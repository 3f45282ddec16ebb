use crate::constants::SETTINGS_FILE_NAME;
use crate::levels::{default_levels, DrawKey, Level};
use anyhow::{anyhow, Context, Result};
use serde::{Deserialize, Serialize};
use std::path::{Path, PathBuf};

#[derive(Debug, Clone, PartialEq, Serialize, Deserialize)]
pub struct Settings {
    /// Character that, while held, drags a new retracement.
    #[serde(default)]
    pub hotkey: DrawKey,
    /// Levels in draw order. A document without this field draws nothing.
    #[serde(default)]
    pub levels: Vec<Level>,
    /// When enabled the application initialises the logger at debug level.
    /// Defaults to `false` when the field is missing in the settings file.
    #[serde(default, skip_serializing_if = "std::ops::Not::not")]
    pub debug_logging: bool,
}

impl Default for Settings {
    fn default() -> Self {
        Self {
            hotkey: DrawKey::default(),
            levels: default_levels(),
            debug_logging: false,
        }
    }
}

impl Settings {
    /// Load settings from `path`, substituting the defaults when the file is
    /// missing or cannot be parsed.
    pub fn load(path: impl AsRef<Path>) -> Self {
        let path = path.as_ref();
        Self::or_defaults(Self::try_load(path), path)
    }

    pub fn try_load(path: impl AsRef<Path>) -> Result<Self> {
        let path = path.as_ref();
        let content = std::fs::read_to_string(path)
            .with_context(|| format!("read settings file {}", path.display()))?;
        serde_json::from_str(&content)
            .with_context(|| format!("deserialize settings file {}", path.display()))
    }

    /// Resolve a [`Settings::try_load`] result, logging the fallback.
    pub fn or_defaults(loaded: Result<Self>, path: &Path) -> Self {
        match loaded {
            Ok(settings) => {
                tracing::debug!(
                    path = %path.display(),
                    levels = settings.levels.len(),
                    "loaded settings"
                );
                settings
            }
            Err(err) => {
                tracing::warn!(path = %path.display(), ?err, "using default settings");
                Self::default()
            }
        }
    }

    /// Overwrite `path` with the settings as indented JSON.
    pub fn save(&self, path: impl AsRef<Path>) -> Result<()> {
        let path = path.as_ref();
        if let Some(parent) = path.parent().filter(|p| !p.as_os_str().is_empty()) {
            std::fs::create_dir_all(parent)
                .with_context(|| format!("create settings parent folder {}", parent.display()))?;
        }
        let json = serde_json::to_string_pretty(self).context("serialize settings")?;
        std::fs::write(path, json)
            .with_context(|| format!("write settings file {}", path.display()))?;
        tracing::info!(path = %path.display(), "saved settings");
        Ok(())
    }

    pub fn update(&mut self, hotkey: DrawKey, levels: Vec<Level>) {
        tracing::debug!(%hotkey, levels = levels.len(), "settings updated");
        self.hotkey = hotkey;
        self.levels = levels;
    }

    pub fn enabled_levels(&self) -> impl Iterator<Item = &Level> {
        self.levels.iter().filter(|level| level.enabled)
    }
}

/// Startup sequence: read the file, install the logger with the flag it
/// carries, then report how the load went through that logger.
pub fn load_with_logging(path: &Path, log_file: Option<PathBuf>) -> Settings {
    let loaded = Settings::try_load(path);
    let debug = loaded.as_ref().is_ok_and(|settings| settings.debug_logging);
    crate::logging::init(debug, log_file);
    Settings::or_defaults(loaded, path)
}

pub fn settings_path_from_exe_path(exe_path: &Path) -> Result<PathBuf> {
    let parent = exe_path
        .parent()
        .ok_or_else(|| anyhow!("executable path has no parent: {}", exe_path.display()))?;
    Ok(parent.join(SETTINGS_FILE_NAME))
}

pub fn resolve_settings_path() -> Result<PathBuf> {
    let exe_path = std::env::current_exe().context("resolve current executable")?;
    settings_path_from_exe_path(&exe_path)
}

#[cfg(test)]
mod tests {
    use super::*;
    use crate::levels::Rgb;

    #[test]
    fn settings_path_is_resolved_next_to_executable() {
        let exe = Path::new("/opt/fib/bin/fib_overlay");
        let path = settings_path_from_exe_path(exe).expect("path");
        assert_eq!(path, Path::new("/opt/fib/bin").join(SETTINGS_FILE_NAME));
    }

    #[test]
    fn missing_file_yields_defaults() {
        let dir = tempfile::tempdir().expect("temp dir");
        let loaded = Settings::load(dir.path().join(SETTINGS_FILE_NAME));
        assert_eq!(loaded, Settings::default());
    }

    #[test]
    fn empty_hotkey_in_file_falls_back_to_default_key() {
        let loaded: Settings = serde_json::from_value(serde_json::json!({
            "hotkey": "",
            "levels": [{ "level": 0.5, "enabled": true, "color": "#20b2aa" }]
        }))
        .expect("deserialize");
        assert_eq!(loaded.hotkey, DrawKey::default());
        assert_eq!(loaded.levels, vec![Level::new(0.5, true, Rgb::new(0x20, 0xb2, 0xaa))]);
    }

    #[test]
    fn missing_levels_field_means_no_levels() {
        let loaded: Settings =
            serde_json::from_value(serde_json::json!({ "hotkey": "g" })).expect("deserialize");
        assert_eq!(loaded.hotkey.as_char(), 'g');
        assert!(loaded.levels.is_empty());
    }

    #[test]
    fn debug_logging_is_omitted_while_disabled() {
        let value = serde_json::to_value(Settings::default()).expect("serialize");
        assert!(value.get("debug_logging").is_none());
        assert_eq!(value["hotkey"], "f");
        assert_eq!(value["levels"][1]["color"], "#ff0000");
    }

    #[test]
    fn update_replaces_key_and_levels() {
        let mut settings = Settings::default();
        let key = DrawKey::from_input("q").expect("key");
        settings.update(key, Vec::new());
        assert_eq!(settings.hotkey, key);
        assert!(settings.levels.is_empty());
        assert_eq!(settings.enabled_levels().count(), 0);
    }
}
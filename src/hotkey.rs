/// Backend-neutral key identity. The OS hook maps its own key type onto this.
#[derive(Debug, Clone, Copy, PartialEq, Eq, Hash)]
pub enum KeyCode {
    /// A printable alphanumeric key, always lowercase.
    Char(char),
    Control,
    Shift,
    Alt,
    Escape,
    Other,
}

impl KeyCode {
    /// The printable character carried by this key, if any.
    pub fn printable(self) -> Option<char> {
        match self {
            KeyCode::Char(c) => Some(c),
            _ => None,
        }
    }
}

#[derive(Debug, Clone, Copy, PartialEq, Eq)]
pub struct Hotkey {
    pub key: KeyCode,
    pub ctrl: bool,
    pub shift: bool,
    pub alt: bool,
}

/// Parse a hotkey string like "Ctrl+Alt+X" into a [`Hotkey`].
pub fn parse_hotkey(s: &str) -> Option<Hotkey> {
    let mut ctrl = false;
    let mut shift = false;
    let mut alt = false;
    let mut key: Option<KeyCode> = None;

    for part in s.split('+') {
        let upper = part.trim().to_ascii_uppercase();
        match upper.as_str() {
            "CTRL" | "CONTROL" => ctrl = true,
            "SHIFT" => shift = true,
            "ALT" => alt = true,
            "" => {}
            _ => {
                if let Some(k) = parse_key(&upper) {
                    key = Some(k);
                } else {
                    return None;
                }
            }
        }
    }

    key.map(|k| Hotkey {
        key: k,
        ctrl,
        shift,
        alt,
    })
}

fn parse_key(upper: &str) -> Option<KeyCode> {
    match upper {
        "ESC" | "ESCAPE" => Some(KeyCode::Escape),
        _ => {
            let mut chars = upper.chars();
            match (chars.next(), chars.next()) {
                (Some(c), None) if c.is_ascii_alphanumeric() => {
                    Some(KeyCode::Char(c.to_ascii_lowercase()))
                }
                _ => None,
            }
        }
    }
}

/// Tracks modifier and key state for one fixed combination and reports a
/// single trigger per press of the full combination.
#[derive(Debug, Clone)]
pub struct ComboTracker {
    hotkey: Hotkey,
    ctrl_pressed: bool,
    shift_pressed: bool,
    alt_pressed: bool,
    watch_pressed: bool,
    triggered: bool,
}

impl ComboTracker {
    pub fn new(hotkey: Hotkey) -> Self {
        Self {
            hotkey,
            ctrl_pressed: false,
            shift_pressed: false,
            alt_pressed: false,
            watch_pressed: false,
            triggered: false,
        }
    }

    /// Returns `true` exactly once when the combination becomes fully held.
    pub fn press(&mut self, key: KeyCode) -> bool {
        self.set(key, true);
        self.evaluate()
    }

    pub fn release(&mut self, key: KeyCode) {
        self.set(key, false);
        let _ = self.evaluate();
    }

    fn set(&mut self, key: KeyCode, down: bool) {
        match key {
            KeyCode::Control => self.ctrl_pressed = down,
            KeyCode::Shift => self.shift_pressed = down,
            KeyCode::Alt => self.alt_pressed = down,
            _ => {}
        }
        if key == self.hotkey.key {
            self.watch_pressed = down;
        }
    }

    fn evaluate(&mut self) -> bool {
        let combo = self.watch_pressed
            && (!self.hotkey.ctrl || self.ctrl_pressed)
            && (!self.hotkey.shift || self.shift_pressed)
            && (!self.hotkey.alt || self.alt_pressed);
        if combo {
            if !self.triggered {
                self.triggered = true;
                tracing::debug!(hotkey = ?self.hotkey, "combo matched");
                return true;
            }
        } else {
            if self.triggered {
                tracing::debug!("combo released");
            }
            self.triggered = false;
        }
        false
    }
}

#[cfg(test)]
mod tests {
    use super::*;

    fn ctrl_alt_x() -> ComboTracker {
        ComboTracker::new(parse_hotkey("Ctrl+Alt+X").expect("parse"))
    }

    #[test]
    fn combo_fires_once_until_released() {
        let mut tracker = ctrl_alt_x();
        assert!(!tracker.press(KeyCode::Control));
        assert!(!tracker.press(KeyCode::Alt));
        assert!(tracker.press(KeyCode::Char('x')));
        assert!(!tracker.press(KeyCode::Char('x')));

        tracker.release(KeyCode::Char('x'));
        assert!(tracker.press(KeyCode::Char('x')));
    }

    #[test]
    fn key_without_modifiers_does_not_fire() {
        let mut tracker = ctrl_alt_x();
        assert!(!tracker.press(KeyCode::Char('x')));
        assert!(!tracker.press(KeyCode::Control));
        assert!(tracker.press(KeyCode::Alt));
    }

    #[test]
    fn releasing_a_modifier_rearms() {
        let mut tracker = ctrl_alt_x();
        tracker.press(KeyCode::Control);
        tracker.press(KeyCode::Alt);
        assert!(tracker.press(KeyCode::Char('x')));
        tracker.release(KeyCode::Alt);
        assert!(tracker.press(KeyCode::Alt));
    }
}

──────────

§ **EXERCISE DESCRIPTION**
Answer with one number: how many lines in the listing hold "expect".

§ **RESULT**
7